I didn’t go to my junior/senior prom. Rather than get dressed up to sit around watching people dance, three or four of us got some beer and went to a party. When the party began to break up, someone said that another party was going strong and that we should move to that party northwest of Carroll. I was driving my stepfather’s car, an ugly gray Chrysler with transmission controls on the dashboard. We were to follow the car which held the people who knew where the party was. They were traveling much too fast, but knowing that I could have been a race car driver, I kept right on their tail. That is, until we hit a curve in the road. I rolled the car right up to the fence that separated the ditch from an auto junkyard. The other car came back to get us, but I had to stay with the damaged Chrysler that was lying on its top.
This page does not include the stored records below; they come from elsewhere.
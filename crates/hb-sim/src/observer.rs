//! Simulation observer trait for progress reporting and data collection.

use hb_agent::{Action, Arena, DecisionRequest, EpisodeSummary, HummingbirdAgent};
use hb_core::Tick;

/// Counters for one fixed tick, handed to [`SimObserver::on_tick_end`].
#[derive(Copy, Clone, Debug, Default, PartialEq)]
pub struct TickStats {
    /// Agents that asked their action source for a new action.
    pub decisions:      usize,
    /// Trigger contacts that actually fed.
    pub feeds:          usize,
    /// Nectar removed from flowers this tick.
    pub nectar_taken:   f32,
    /// Boundary / obstacle collision enters.
    pub collisions:     usize,
    /// Episodes that reached `max_step` and restarted.
    pub episodes_ended: usize,
}

/// Callbacks invoked by [`Sim::run`][crate::Sim::run] at key points in the
/// tick loop.
///
/// All methods have default no-op implementations so implementors only need to
/// override what they care about.
///
/// # Example: episode printer
///
/// ```rust,ignore
/// struct EpisodePrinter;
///
/// impl SimObserver for EpisodePrinter {
///     fn on_episode_end(&mut self, summary: &EpisodeSummary) {
///         println!("agent {} episode {}: {:.3}", summary.agent, summary.episode, summary.reward);
///     }
/// }
/// ```
pub trait SimObserver {
    /// Called at the very start of each tick, before any processing.
    fn on_tick_start(&mut self, _tick: Tick) {}

    /// Called after an action source answered a decision request.
    fn on_decision(&mut self, _request: &DecisionRequest, _action: &Action) {}

    /// Called when an agent's episode ends, before the next one begins.
    fn on_episode_end(&mut self, _summary: &EpisodeSummary) {}

    /// Called at the end of each tick.
    fn on_tick_end(&mut self, _tick: Tick, _stats: &TickStats) {}

    /// Called at snapshot intervals (every `config.output_interval_ticks` ticks).
    ///
    /// Read-only access to every agent and the arena lets output writers
    /// record state without the sim knowing any output format.
    fn on_snapshot(
        &mut self,
        _tick:   Tick,
        _agents: &[HummingbirdAgent],
        _arena:  &Arena,
    ) {}

    /// Called once after the final tick completes.
    fn on_sim_end(&mut self, _final_tick: Tick) {}
}

/// A [`SimObserver`] that does nothing.  Use when you need to call `run` but
/// don't want progress callbacks.
pub struct NoopObserver;

impl SimObserver for NoopObserver {}
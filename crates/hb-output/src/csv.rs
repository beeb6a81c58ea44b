//! CSV output backend.
//!
//! Creates two files in the configured output directory:
//! - `episodes.csv`
//! - `tick_summaries.csv`

use std::fs::File;
use std::path::Path;

use csv::Writer;

use crate::writer::OutputWriter;
use crate::{EpisodeRow, OutputResult, TickSummaryRow};

pub const EPISODE_HEADERS: [&str; 7] =
    ["agent_id", "episode", "end_tick", "steps", "reward", "trailing_reward", "nectar"];

pub const TICK_SUMMARY_HEADERS: [&str; 7] = [
    "tick",
    "elapsed_secs",
    "decisions",
    "feeds",
    "nectar_obtained",
    "flowers_with_nectar",
    "remaining_nectar",
];

/// Writes simulation output to two CSV files.
pub struct CsvWriter {
    episodes:  Writer<File>,
    summaries: Writer<File>,
    finished:  bool,
}

impl CsvWriter {
    /// Open (or create) the two CSV files in `dir` and write the header rows.
    ///
    /// `dir` is created if it does not exist.
    pub fn new(dir: &Path) -> OutputResult<Self> {
        std::fs::create_dir_all(dir)?;

        let mut episodes = Writer::from_path(dir.join("episodes.csv"))?;
        episodes.write_record(EPISODE_HEADERS)?;

        let mut summaries = Writer::from_path(dir.join("tick_summaries.csv"))?;
        summaries.write_record(TICK_SUMMARY_HEADERS)?;

        Ok(Self { episodes, summaries, finished: false })
    }
}

impl OutputWriter for CsvWriter {
    fn write_episode(&mut self, row: &EpisodeRow) -> OutputResult<()> {
        self.episodes.write_record(&[
            row.agent_id.to_string(),
            row.episode.to_string(),
            row.end_tick.to_string(),
            row.steps.to_string(),
            row.reward.to_string(),
            row.trailing_reward.to_string(),
            row.nectar.to_string(),
        ])?;
        Ok(())
    }

    fn write_tick_summary(&mut self, row: &TickSummaryRow) -> OutputResult<()> {
        self.summaries.write_record(&[
            row.tick.to_string(),
            format!("{:.3}", row.elapsed_secs),
            row.decisions.to_string(),
            row.feeds.to_string(),
            row.nectar_obtained.to_string(),
            row.flowers_with_nectar.to_string(),
            row.remaining_nectar.to_string(),
        ])?;
        Ok(())
    }

    fn finish(&mut self) -> OutputResult<()> {
        if self.finished {
            return Ok(());
        }
        self.finished = true;
        self.episodes.flush()?;
        self.summaries.flush()?;
        Ok(())
    }
}
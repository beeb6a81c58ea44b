//! Collider geometry and classification.

use hb_core::{ColliderId, NodeId, Pose, Vec3};

// ── Shape ─────────────────────────────────────────────────────────────────────

/// Collision geometry in the owning node's local frame.
#[derive(Copy, Clone, Debug, PartialEq)]
#[cfg_attr(feature = "serde", derive(serde::Serialize, serde::Deserialize))]
pub enum Shape {
    Sphere { radius: f32 },
    /// Oriented box centred on the node origin.
    Cuboid { half_extents: Vec3 },
}

impl Shape {
    /// Closest point on (or inside) the shape to `point`, shape posed at `pose`.
    ///
    /// Points already inside the shape are returned unchanged.
    pub fn closest_point(&self, pose: &Pose, point: Vec3) -> Vec3 {
        match *self {
            Shape::Sphere { radius } => {
                let offset = point - pose.position;
                let dist = offset.length();
                if dist <= radius {
                    point
                } else {
                    pose.position + offset * (radius / dist)
                }
            }
            Shape::Cuboid { half_extents } => {
                let local = pose.inverse_transform_point(point);
                pose.transform_point(local.clamp(-half_extents, half_extents))
            }
        }
    }

    /// World-space axis-aligned bounds `(min, max)` of the posed shape.
    pub fn aabb(&self, pose: &Pose) -> (Vec3, Vec3) {
        let extent = match *self {
            Shape::Sphere { radius } => Vec3::splat(radius),
            Shape::Cuboid { half_extents } => {
                let x = (pose.rotation * Vec3::X).abs() * half_extents.x;
                let y = (pose.rotation * Vec3::Y).abs() * half_extents.y;
                let z = (pose.rotation * Vec3::Z).abs() * half_extents.z;
                x + y + z
            }
        };
        (pose.position - extent, pose.position + extent)
    }
}

// ── Classification ────────────────────────────────────────────────────────────

/// Whether contacts with this collider are reported as triggers (no contact
/// response) or as solid collisions.
#[derive(Copy, Clone, Debug, PartialEq, Eq, Hash)]
#[cfg_attr(feature = "serde", derive(serde::Serialize, serde::Deserialize))]
pub enum ColliderKind {
    Solid,
    Trigger,
}

/// What a collider means to the agent logic.
#[derive(Copy, Clone, Debug, PartialEq, Eq, Hash)]
#[cfg_attr(feature = "serde", derive(serde::Serialize, serde::Deserialize))]
pub enum ColliderTag {
    /// A flower's feeding probe.
    Nectar,
    /// The arena's outer walls and floor.
    Boundary,
    /// Anything else solid (flower bodies, rocks, stems).
    Other,
}

// ── Collider ──────────────────────────────────────────────────────────────────

/// A collider registered with [`StaticWorld`][crate::StaticWorld].
#[derive(Clone, Debug)]
pub struct Collider {
    pub id:      ColliderId,
    /// Scene node the collider is attached to.
    pub node:    NodeId,
    pub shape:   Shape,
    pub kind:    ColliderKind,
    pub tag:     ColliderTag,
    /// World-space pose, refreshed by `StaticWorld::sync_poses`.
    pub pose:    Pose,
    /// Disabled colliders are invisible to every query.
    pub enabled: bool,
}

impl Collider {
    #[inline]
    pub fn closest_point(&self, point: Vec3) -> Vec3 {
        self.shape.closest_point(&self.pose, point)
    }

    /// `true` if a sphere at `center` with `radius` touches this collider.
    #[inline]
    pub fn overlaps_sphere(&self, center: Vec3, radius: f32) -> bool {
        self.closest_point(center).distance_squared(center) <= radius * radius
    }

    #[inline]
    pub fn is_trigger(&self) -> bool {
        self.kind == ColliderKind::Trigger
    }
}
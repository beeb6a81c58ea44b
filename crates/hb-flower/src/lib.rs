//! `hb-flower` — nectar flowers and the arena that owns them.
//!
//! # Crate layout
//!
//! | Module      | Contents                                                        |
//! |-------------|-----------------------------------------------------------------|
//! | [`flower`]  | `Flower` — depletable nectar store with feed/reset              |
//! | [`area`]    | `FlowerArea` — flower registry, probe lookup, bulk reset        |
//! | [`nearest`] | `NearestFlower` — sticky target pointer, `update_nearest`       |
//! | [`error`]   | `FlowerError`, `FlowerResult<T>`                                |
//!
//! # Ownership
//!
//! `FlowerArea` owns every `Flower` in a `Vec` that is built once and never
//! reordered.  Everything else (agents, the probe lookup) refers to flowers
//! by [`FlowerId`][hb_core::FlowerId], an index into that `Vec`.  Flowers
//! are reset in place between episodes, never recreated, so IDs stay valid
//! for the arena's whole lifetime.
//!
//! # Cargo features
//!
//! | Feature   | Effect                                                  |
//! |-----------|---------------------------------------------------------|
//! | `fx-hash` | FxHash for the probe → flower lookup map.               |
//! | `serde`   | Derives `Serialize`/`Deserialize` on colour config.     |

pub mod area;
pub mod error;
pub mod flower;
pub mod nearest;


pub use area::{AREA_DIAMETER, FlowerArea};
pub use error::{FlowerError, FlowerResult};
pub use flower::{Flower, FlowerColors, NECTAR_CAPACITY, Rgb};
pub use nearest::{NearestFlower, update_nearest};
The highway trooper didn’t show up until the sun began to come up over the horizon. His name was Larry Long, and I had to wait a “Long” time for him to arrive (pun intended). He gave me a citation for ‘failure to have control of vehicle’ and had me stay by his car until a wrecker could pull the car from the ditch. He knew what he was doing. When the wrecker brought the car upright, a full can of beer fell from it. “Is that yours?” He asked. “I don’t know; it could have been in the ditch.” He didn’t fall for it and gave me another citation for ‘possession of alcohol by a minor.’ After the tow truck drove away, I asked trooper Long if he could give me a ride home. He said he was off duty now and that troopers don’t drive people home. Fortunately, a guy by the name of Jim came by. He was in my class but dropped out a year before we graduated. He was driving to work in Denison at the beef slaughter plant. He gave me a ride home to Vail, which was on his way.
I walked into the house and my stepfather was sitting at the kitchen table. I told him I had wrecked the car and his face turned red. His lip hung open like a pissed off bull. I was scared to death. But he kept his cool. We did have another car. Eventually, the insurance company had the Chrysler towed to Vail. It sat there for a day or two before Quant’s Junkyard bought it and parked it about three feet on the other side of the fence from where it landed after I had rolled it. There were no old people involved in my prom night adventure.
It wasn’t long after rolling the car into the ditch when Kuemper High School held its Baccalaureate Celebration for seniors. After Mass in the gym, the school fed us breakfast. You know it was bad when I can still remember it. Upon moving the plastic-tasting sausages and eggs from our mouths to our stomachs, we rushed to the parking lot to pile into cars and head down to a farm north of Dedham where one student had a keg party.
After a day of drinking, I realized I had no way to get home. Mud and Pitter (not their real names) said they would take me home. As a matter-of-fact, Mud let me drive his car. It was a nice car. Somewhere along the way home I failed to navigate the car properly from going west to going south and ended up in the west ditch. Mud decided he would take over driving from that point. The car was not damaged. There were no old people in the way at any time.
I can no longer remember the other two incidents, but I’m sure I was a passenger in each incident. It’s safe to say no old people were involved in either case.
Yeah, I see now how old people cause crashes. Youthful drivers and their attitudes and actions require old people to drive defensively, and it’s that defensive driving that causes crashes involving young people who just may be irresponsible, disrespectful, irreverent, self-centered, and reckless.
If I cause a crash, it will probably involve a round-a-bout. I hate going full circle.